Health authorities have issued a measles alert for Perth, including the popular school holiday venue Perth Zoo and shopping giant Ikea.

The WA Health Department said people were being urged to be on the look-out for symptoms of the viral infection, following a confirmed cases of measles in a person who visited the two public sites last week.

Children and adults who had been inadvertently exposed were at risk of developing measles if they were not already immune.

The department said people should be vigilant for the onset of measles symptoms until January 20 if they visited Perth Zoo on New Year’s Day or IKEA’s Innaloo store at lunchtime on January 2.

The patient had no recent history of travel overseas and is believed to have acquired their measles infection in WA’s South West.

The department said parents, especially those in the South West, were urged to make sure their children received their measles vaccinations on schedule. Measles vaccine is currently given to children at 12 and 18 months of age.
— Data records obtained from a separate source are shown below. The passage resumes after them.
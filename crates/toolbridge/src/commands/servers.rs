//! `toolbridge servers`: list configured servers.

use anyhow::Result;
use clap::Args;

use super::{Context, print_json, truncate};

/// Arguments for `toolbridge servers`.
#[derive(Args, Debug)]
pub struct ServersArgs {
    /// Include disabled servers
    #[arg(long)]
    pub all: bool,
}

/// Run `toolbridge servers`.
pub async fn run(args: ServersArgs, ctx: &Context) -> Result<()> {
    let servers: Vec<_> = ctx
        .config
        .servers
        .iter()
        .filter(|s| args.all || s.enabled)
        .collect();

    if ctx.json_output {
        return print_json(&servers);
    }

    if servers.is_empty() {
        println!("No servers configured.");
        println!();
        println!("Add one to toolbridge.toml or the user config file:");
        println!("  [[server]]");
        println!("  name = \"calc\"");
        println!("  address = \"calc-server --stdio\"");
        return Ok(());
    }

    println!("{:<20} {:<10} {:<10} {:<40}", "NAME", "TRANSPORT", "ENABLED", "ADDRESS");
    println!("{}", "-".repeat(80));
    for server in servers {
        let transport = if server.is_network() { "network" } else { "stream" };
        let enabled = if server.enabled { "yes" } else { "no" };
        println!(
            "{:<20} {:<10} {:<10} {:<40}",
            server.name,
            transport,
            enabled,
            truncate(&server.address, 40)
        );
    }
    Ok(())
}
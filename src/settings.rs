//! Player settings and their store.
//!
//! Settings are loaded once at startup, changed only through
//! [`SettingsStore::apply`] / [`SettingsStore::apply_all`], and persisted
//! after every change. Loading never fails: anything missing or malformed
//! in storage quietly falls back to the default for that key.

use serde::{Deserialize, Serialize};

use crate::storage::{self, KeyValueStore, SETTINGS_KEY};

/// Player-facing configuration consumed by the round engines.
#[derive(Clone, Debug, Default, PartialEq, Eq, Serialize, Deserialize)]
#[serde(rename_all = "camelCase", default)]
pub struct Settings {
    /// Exclude Tier 0; Classic pairs must be exactly 3 tiers apart.
    pub very_hard_mode: bool,

    /// Restrict the pool to `custom_series`.
    pub custom_mode: bool,

    /// Allowed origins when `custom_mode` is on. Empty means no filter.
    pub custom_series: Vec<String>,

    /// Light color theme. Presentation only.
    pub light_mode: bool,
}

impl Settings {
    /// Is the series filter in effect?
    #[must_use]
    pub fn series_filter_active(&self) -> bool {
        self.custom_mode && !self.custom_series.is_empty()
    }

    /// Does `origin` pass the series filter?
    #[must_use]
    pub fn allows_origin(&self, origin: &str) -> bool {
        !self.series_filter_active() || self.custom_series.iter().any(|s| s == origin)
    }

    /// Set very hard mode.
    #[must_use]
    pub fn with_very_hard_mode(mut self, on: bool) -> Self {
        self.very_hard_mode = on;
        self
    }

    /// Turn custom mode on with the given series.
    #[must_use]
    pub fn with_custom_series<I, S>(mut self, series: I) -> Self
    where
        I: IntoIterator<Item = S>,
        S: Into<String>,
    {
        self.custom_mode = true;
        self.custom_series = series.into_iter().map(Into::into).collect();
        self
    }

    fn merged_over_defaults(map: &serde_json::Map<String, serde_json::Value>) -> Self {
        let defaults = Self::default();
        Self {
            very_hard_mode: storage::field_or(map, "veryHardMode", defaults.very_hard_mode),
            custom_mode: storage::field_or(map, "customMode", defaults.custom_mode),
            custom_series: storage::field_or(map, "customSeries", defaults.custom_series),
            light_mode: storage::field_or(map, "lightMode", defaults.light_mode),
        }
    }
}

/// A single-key settings mutation.
#[derive(Clone, Debug, PartialEq, Eq)]
pub enum SettingChange {
    /// Set `very_hard_mode`.
    VeryHardMode(bool),
    /// Set `custom_mode`.
    CustomMode(bool),
    /// Replace `custom_series`.
    CustomSeries(Vec<String>),
    /// Set `light_mode`.
    LightMode(bool),
}

/// Holds the current settings and persists every change.
pub struct SettingsStore {
    settings: Settings,
    store: Box<dyn KeyValueStore>,
}

impl SettingsStore {
    /// Load settings, merging stored values over the defaults.
    pub fn load(store: Box<dyn KeyValueStore>) -> Self {
        let settings = storage::read_json_object(store.as_ref(), SETTINGS_KEY)
            .map(|map| Settings::merged_over_defaults(&map))
            .unwrap_or_default();

        tracing::debug!(?settings, "settings loaded");
        Self { settings, store }
    }

    /// Current settings.
    #[must_use]
    pub fn settings(&self) -> &Settings {
        &self.settings
    }

    /// Change one key and persist.
    pub fn apply(&mut self, change: SettingChange) {
        match change {
            SettingChange::VeryHardMode(on) => self.settings.very_hard_mode = on,
            SettingChange::CustomMode(on) => self.settings.custom_mode = on,
            SettingChange::CustomSeries(series) => self.settings.custom_series = series,
            SettingChange::LightMode(on) => self.settings.light_mode = on,
        }
        self.persist();
    }

    /// Replace every key and persist once.
    pub fn apply_all(&mut self, settings: Settings) {
        self.settings = settings;
        self.persist();
    }

    fn persist(&self) {
        if let Err(err) = storage::write_json(self.store.as_ref(), SETTINGS_KEY, &self.settings) {
            tracing::warn!(error = %err, "failed to persist settings");
        }
    }
}
//! Self-play loop over a session.

use serde::{Deserialize, Serialize};

use super::policy::ChoicePolicy;
use crate::core::RoundRng;
use crate::rounds::Phase;
use crate::session::{GameMode, Session};

/// Configuration for self-play.
#[derive(Clone, Debug)]
pub struct SelfPlayConfig {
    /// Rounds to play.
    pub rounds: u32,

    /// Restart the run after a construction failure instead of stopping.
    pub restart_on_failure: bool,

    /// Seed for the policy RNG.
    pub seed: u64,
}

impl Default for SelfPlayConfig {
    fn default() -> Self {
        Self {
            rounds: 100,
            restart_on_failure: false,
            seed: 0,
        }
    }
}

impl SelfPlayConfig {
    /// Create a new self-play config.
    #[must_use]
    pub fn new() -> Self {
        Self::default()
    }

    /// Set the number of rounds.
    #[must_use]
    pub fn with_rounds(mut self, rounds: u32) -> Self {
        self.rounds = rounds;
        self
    }

    /// Restart after construction failures.
    #[must_use]
    pub fn with_restart_on_failure(mut self, restart: bool) -> Self {
        self.restart_on_failure = restart;
        self
    }

    /// Set the policy seed.
    #[must_use]
    pub fn with_seed(mut self, seed: u64) -> Self {
        self.seed = seed;
        self
    }
}

/// Aggregate result of a simulation.
#[derive(Clone, Debug, Default, PartialEq, Serialize, Deserialize)]
pub struct SimulationReport {
    /// Mode that was played.
    pub mode: GameMode,
    /// Policy that played.
    pub policy: String,
    /// Rounds resolved.
    pub rounds_played: u32,
    /// Rounds answered correctly.
    pub rounds_correct: u32,
    /// Rounds that could not be built.
    pub construction_failures: u32,
    /// Longest streak seen.
    pub best_streak: u32,
}

impl SimulationReport {
    /// Fraction of rounds answered correctly, or 0 with no rounds.
    #[must_use]
    pub fn accuracy(&self) -> f64 {
        if self.rounds_played == 0 {
            0.0
        } else {
            f64::from(self.rounds_correct) / f64::from(self.rounds_played)
        }
    }
}

/// Runs simulated rounds on a session.
#[derive(Clone, Debug, Default)]
pub struct SelfPlay {
    config: SelfPlayConfig,
}

impl SelfPlay {
    /// Create a new self-play driver.
    #[must_use]
    pub fn new(config: SelfPlayConfig) -> Self {
        Self { config }
    }

    /// Play up to `config.rounds` rounds in the session's active mode.
    ///
    /// The run starts fresh. Without `restart_on_failure` the simulation
    /// ends at the first round that cannot be built; with it the run is
    /// restarted once per failure, and a failed restart ends it.
    pub fn run(&self, session: &mut Session, policy: &mut dyn ChoicePolicy) -> SimulationReport {
        let mut rng = RoundRng::new(self.config.seed);
        let mut report = SimulationReport {
            mode: session.mode(),
            policy: policy.name().to_string(),
            ..SimulationReport::default()
        };

        let mut phase = session.restart_game();

        while report.rounds_played < self.config.rounds {
            if phase == Phase::Error {
                report.construction_failures += 1;
                if !self.config.restart_on_failure {
                    break;
                }
                phase = session.restart_game();
                if phase == Phase::Error {
                    tracing::warn!("restart failed, ending simulation");
                    break;
                }
            }

            let Some(answer) = session.current_answer().cloned() else {
                break;
            };
            let cards = session.view().cards;
            let Some(pick) = policy.pick(&cards, &answer, &mut rng) else {
                break;
            };
            let Some(outcome) = session.choose(&pick) else {
                tracing::warn!(%pick, "policy picked a card that is not on the table");
                break;
            };

            report.rounds_played += 1;
            if outcome.correct() {
                report.rounds_correct += 1;
            }
            report.best_streak = report.best_streak.max(outcome.streak());

            if report.rounds_played < self.config.rounds {
                phase = session.start_new_round();
            }
        }

        tracing::info!(
            mode = %report.mode,
            policy = %report.policy,
            played = report.rounds_played,
            correct = report.rounds_correct,
            failures = report.construction_failures,
            "simulation finished"
        );
        report
    }
}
Director of Communicable Diseases Paul Armstrong said public health staff had provided information to people who were exposed to the recent case where they were known, but it was not possible to identify and specifically warn people who were in public places.

“Measles is a serious and highly contagious viral illness spread by tiny droplets released when infected people cough and sneeze,” Dr Armstrong said.

“Every measles case is treated as a public health emergency because of the risk of local spread, including to those most vulnerable to infection, such as infants too young to be vaccinated, those with compromised immune systems and pregnant women who are not already immune through vaccination or previous infection.”

People with measles typically developed symptoms approximately 10 days after being exposed to the virus, but this could vary from 7 to 18 days.

Early symptoms include fever, cough, runny nose and sore eyes, followed by a red blotchy rash three or four days later. The rash usually started on the face and spread to the rest of the body.

“Anyone who has had a potential exposure to measles, and who develops a fever with these other symptoms should see a doctor,” Dr Armstrong said.

“It is important to call ahead of travelling to a clinic or emergency department so that they can be isolated from infecting other patients and staff when they arrive.”

Complications from measles include ear infections and pneumonia, and about 30 per cent of cases require a hospital admission, while one person in every 1000 will develop encephalitis, or inflammation of the brain.